Beam shaping elements — diffractive optical elements, aspheric lenses, and freeform optics — have also progressed significantly. Arbitrary beam shapes (square, line, ring, multi-focal arrays) are achieved with precisely engineered shapers delivering energy uniformity better than 95%. Beam shaping is now standard in laser heat treatment, photovoltaic doping annealing, and 3D printing where specific intensity distributions are required.

Outlook: Optics-AI Integration Driving Next-Generation Laser Technology

The 2026 Munich Shanghai Laser & Photonics Expo clearly demonstrated three major directions for laser technology:

  • Higher: higher power, higher brightness, higher processing speed;
  • Finer: precision extending to sub-micrometer and even nanometer scales, with heat-affected zones approaching zero;
  • Smarter: AI deeply embedded in source control, processing paths, and in-line inspection, forming self-sensing, self-decision-making intelligent laser systems.

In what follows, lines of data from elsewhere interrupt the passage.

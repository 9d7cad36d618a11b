use std::io::{self, BufRead, BufReader, Read, Seek, SeekFrom};

use crawlcap_core::{Error, GzipConfig, Result};
use crawlcap_observability::metrics;
use flate2::{Decompress, FlushDecompress, Status};
use tracing::{debug, warn};

use super::header::GzipHeader;
use super::{scan_for_member, TRAILER_LEN};

#[derive(Debug, Clone, Copy, PartialEq, Eq)]
pub enum MemberState {
    /// Positioned at the start of the input or at a seek target; nothing
    /// decompressed yet.
    BeforeFirstMember,
    /// A header has been read; decompressed reads are possible.
    InMember,
    /// The last member's trailer was consumed (or a header was rejected).
    BetweenMembers,
    /// A scan found no further member.
    Exhausted,
}

/// Iterates the members of a file holding several concatenated gzip
/// streams.
///
/// ```ignore
/// let mut members = GzipMembers::new(File::open(path)?)?;
/// while members.has_next()? {
///     let offset = members.position()?;
///     members.next_member()?;
///     io::copy(&mut members, &mut out)?;
/// }
/// ```
///
/// Compressed input is pulled through a `BufReader`, and only the bytes the
/// inflater reports as consumed are taken out of it, so the stream position
/// after a member is where its trailer ends. `has_next` still rescans for the
/// next header's magic from there rather than trusting that arithmetic.
pub struct GzipMembers<R: Read + Seek> {
    source: BufReader<R>,
    source_len: u64,
    state: MemberState,

    inflater: Decompress,
    crc: crc32fast::Hasher,
    member_out: u64,
    member_start: u64,
    header: Option<GzipHeader>,
    members_read: usize,
}

impl<R: Read + Seek> GzipMembers<R> {
    pub fn new(source: R) -> Result<Self> {
        Self::with_config(source, &GzipConfig::default())
    }

    /// Starts at the source's current position.
    pub fn with_config(mut source: R, config: &GzipConfig) -> Result<Self> {
        let start = source.stream_position()?;
        let source_len = source.seek(SeekFrom::End(0))?;
        source.seek(SeekFrom::Start(start))?;

        Ok(Self {
            source: BufReader::with_capacity(config.read_buffer_size.max(1), source),
            source_len,
            state: MemberState::BeforeFirstMember,
            inflater: Decompress::new(false),
            crc: crc32fast::Hasher::new(),
            member_out: 0,
            member_start: start,
            header: None,
            members_read: 0,
        })
    }

    pub fn state(&self) -> MemberState {
        self.state
    }

    /// Absolute offset in the source.
    pub fn position(&mut self) -> Result<u64> {
        Ok(self.source.stream_position()?)
    }

    /// Offset of the current (or last) member's header.
    pub fn member_start(&self) -> u64 {
        self.member_start
    }

    pub fn header(&self) -> Option<&GzipHeader> {
        self.header.as_ref()
    }

    /// Headers successfully read so far.
    pub fn members_read(&self) -> usize {
        self.members_read
    }

    /// Whether another member follows. When it returns `true` the source is
    /// positioned at that member's first byte.
    ///
    /// Finishes the current member first if it has not been read to its end.
    pub fn has_next(&mut self) -> Result<bool> {
        match self.state {
            MemberState::Exhausted => Ok(false),
            MemberState::BeforeFirstMember => Ok(self.position()? < self.source_len),
            MemberState::InMember => {
                self.goto_end_of_member()?;
                self.locate_next()
            }
            MemberState::BetweenMembers => self.locate_next(),
        }
    }

    fn locate_next(&mut self) -> Result<bool> {
        let from = self.position()?;
        match scan_for_member(&mut self.source, from, self.source_len)? {
            Some(offset) => {
                self.source.seek(SeekFrom::Start(offset))?;
                if offset != from {
                    warn!(
                        from = from,
                        offset = offset,
                        skipped = offset - from,
                        "Skipped bytes between gzip members"
                    );
                }
                self.state = MemberState::BetweenMembers;
                Ok(true)
            }
            None => {
                debug!(position = from, members = self.members_read, "No further gzip member");
                self.state = MemberState::Exhausted;
                Ok(false)
            }
        }
    }

    /// Read the header at the current position and prepare to decompress
    /// the member. The running checksum starts over.
    pub fn next_member(&mut self) -> Result<&GzipHeader> {
        match self.state {
            MemberState::InMember => {
                return Err(Error::IllegalState(
                    "current gzip member has not been read to its end".to_string(),
                ))
            }
            MemberState::Exhausted => {
                return Err(Error::IllegalState("no more gzip members".to_string()))
            }
            MemberState::BeforeFirstMember | MemberState::BetweenMembers => {}
        }

        let offset = self.position()?;
        self.reset_member_state();
        self.member_start = offset;

        let header = match GzipHeader::read_from(&mut self.source, offset) {
            Ok(header) => header,
            Err(e) => {
                if e.is_corruption() {
                    metrics::GZIP_MALFORMED_MEMBERS_TOTAL.inc();
                }
                self.state = MemberState::BetweenMembers;
                return Err(e);
            }
        };

        debug!(
            offset = offset,
            header_len = header.length,
            filename = ?header.filename_lossy(),
            "Gzip member opened"
        );
        metrics::GZIP_MEMBERS_READ_TOTAL.inc();
        self.members_read += 1;
        self.state = MemberState::InMember;
        Ok(self.header.insert(header))
    }

    /// Seek to a known member start (for instance from an index) without
    /// scanning.
    pub fn seek_to_offset(&mut self, position: u64) -> Result<()> {
        if position > self.source_len {
            return Err(Error::InvalidArgument(format!(
                "offset {} is past the end of the input ({} bytes)",
                position, self.source_len
            )));
        }
        self.source.seek(SeekFrom::Start(position))?;
        self.reset_member_state();
        self.header = None;
        self.member_start = position;
        self.state = MemberState::BeforeFirstMember;
        Ok(())
    }

    /// `seek_to_offset` followed by `next_member`.
    pub fn seek_to_member(&mut self, position: u64) -> Result<&GzipHeader> {
        self.seek_to_offset(position)?;
        self.next_member()
    }

    /// Decompress and discard the rest of the current member. Returns the
    /// number of decompressed bytes skipped.
    pub fn goto_end_of_member(&mut self) -> Result<u64> {
        let mut scratch = [0u8; 4096];
        let mut skipped = 0u64;
        while self.state == MemberState::InMember {
            skipped += self.read_member(&mut scratch)? as u64;
        }
        Ok(skipped)
    }

    /// Decompress the rest of the current member into `out`.
    pub fn read_member_to_end(&mut self, out: &mut Vec<u8>) -> Result<u64> {
        let mut scratch = [0u8; 8192];
        let mut total = 0u64;
        while self.state == MemberState::InMember {
            let n = self.read_member(&mut scratch)?;
            out.extend_from_slice(&scratch[..n]);
            total += n as u64;
        }
        Ok(total)
    }

    /// Decompressed bytes of the current member. Returns 0 once the member's
    /// trailer has been verified, or outside a member.
    pub fn read_member(&mut self, out: &mut [u8]) -> Result<usize> {
        if self.state != MemberState::InMember || out.is_empty() {
            return Ok(0);
        }
        let member_start = self.member_start;

        loop {
            let input = self.source.fill_buf()?;
            let at_eof = input.is_empty();
            let in_before = self.inflater.total_in();
            let out_before = self.inflater.total_out();

            let status = self
                .inflater
                .decompress(input, out, FlushDecompress::None)
                .map_err(|e| Error::MalformedMember {
                    offset: member_start,
                    reason: format!("corrupt deflate data: {}", e),
                });
            let status = match status {
                Ok(status) => status,
                Err(e) => {
                    metrics::GZIP_MALFORMED_MEMBERS_TOTAL.inc();
                    self.state = MemberState::BetweenMembers;
                    return Err(e);
                }
            };

            let consumed = (self.inflater.total_in() - in_before) as usize;
            let produced = (self.inflater.total_out() - out_before) as usize;
            self.source.consume(consumed);
            self.crc.update(&out[..produced]);
            self.member_out += produced as u64;

            if status == Status::StreamEnd {
                self.finish_member()?;
                return Ok(produced);
            }
            if produced > 0 {
                return Ok(produced);
            }
            if at_eof {
                metrics::GZIP_MALFORMED_MEMBERS_TOTAL.inc();
                self.state = MemberState::BetweenMembers;
                return Err(Error::MalformedMember {
                    offset: member_start,
                    reason: "truncated deflate stream".to_string(),
                });
            }
            if consumed == 0 {
                self.state = MemberState::BetweenMembers;
                return Err(Error::MalformedMember {
                    offset: member_start,
                    reason: "inflater made no progress".to_string(),
                });
            }
        }
    }

    fn finish_member(&mut self) -> Result<()> {
        // Leaves the member either way so has_next() can resynchronise.
        self.state = MemberState::BetweenMembers;

        let mut trailer = [0u8; TRAILER_LEN as usize];
        if let Err(e) = self.source.read_exact(&mut trailer) {
            if e.kind() == io::ErrorKind::UnexpectedEof {
                metrics::GZIP_MALFORMED_MEMBERS_TOTAL.inc();
                return Err(Error::MalformedMember {
                    offset: self.member_start,
                    reason: "truncated trailer".to_string(),
                });
            }
            return Err(e.into());
        }

        let stored_crc = u32::from_le_bytes([trailer[0], trailer[1], trailer[2], trailer[3]]);
        let stored_size = u32::from_le_bytes([trailer[4], trailer[5], trailer[6], trailer[7]]);
        let crc = std::mem::replace(&mut self.crc, crc32fast::Hasher::new()).finalize();

        if stored_crc != crc || stored_size != self.member_out as u32 {
            metrics::GZIP_MALFORMED_MEMBERS_TOTAL.inc();
            return Err(Error::MalformedMember {
                offset: self.member_start,
                reason: format!(
                    "trailer mismatch: stored crc {:#010x} size {}, computed crc {:#010x} size {}",
                    stored_crc, stored_size, crc, self.member_out as u32
                ),
            });
        }

        debug!(
            offset = self.member_start,
            decompressed = self.member_out,
            compressed = self.inflater.total_in(),
            "Gzip member finished"
        );
        Ok(())
    }

    fn reset_member_state(&mut self) {
        self.inflater.reset(false);
        self.crc = crc32fast::Hasher::new();
        self.member_out = 0;
    }

    pub fn into_inner(self) -> R {
        self.source.into_inner()
    }
}

impl<R: Read + Seek> Read for GzipMembers<R> {
    fn read(&mut self, buf: &mut [u8]) -> io::Result<usize> {
        Ok(self.read_member(buf)?)
    }
}

impl<R: Read + Seek> std::fmt::Debug for GzipMembers<R> {
    fn fmt(&self, f: &mut std::fmt::Formatter<'_>) -> std::fmt::Result {
        f.debug_struct("GzipMembers")
            .field("state", &self.state)
            .field("source_len", &self.source_len)
            .field("member_start", &self.member_start)
            .field("members_read", &self.members_read)
            .finish()
    }
}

With continued breakthroughs in enabling technologies — nonlinear optics, ultrafast lasers, intelligent control, advanced coatings — lasers are evolving from mere “processing tools” into “core enabling technologies for smart manufacturing.” Driven by strategic fields such as new energy, semiconductors, biomedicine, and aerospace, the photonics industry is moving into a new era of greater precision, intelligence, and sustainability.

In March 2027, the Shanghai New International Expo Centre will once again witness the ongoing iteration of technology and the leap of industry.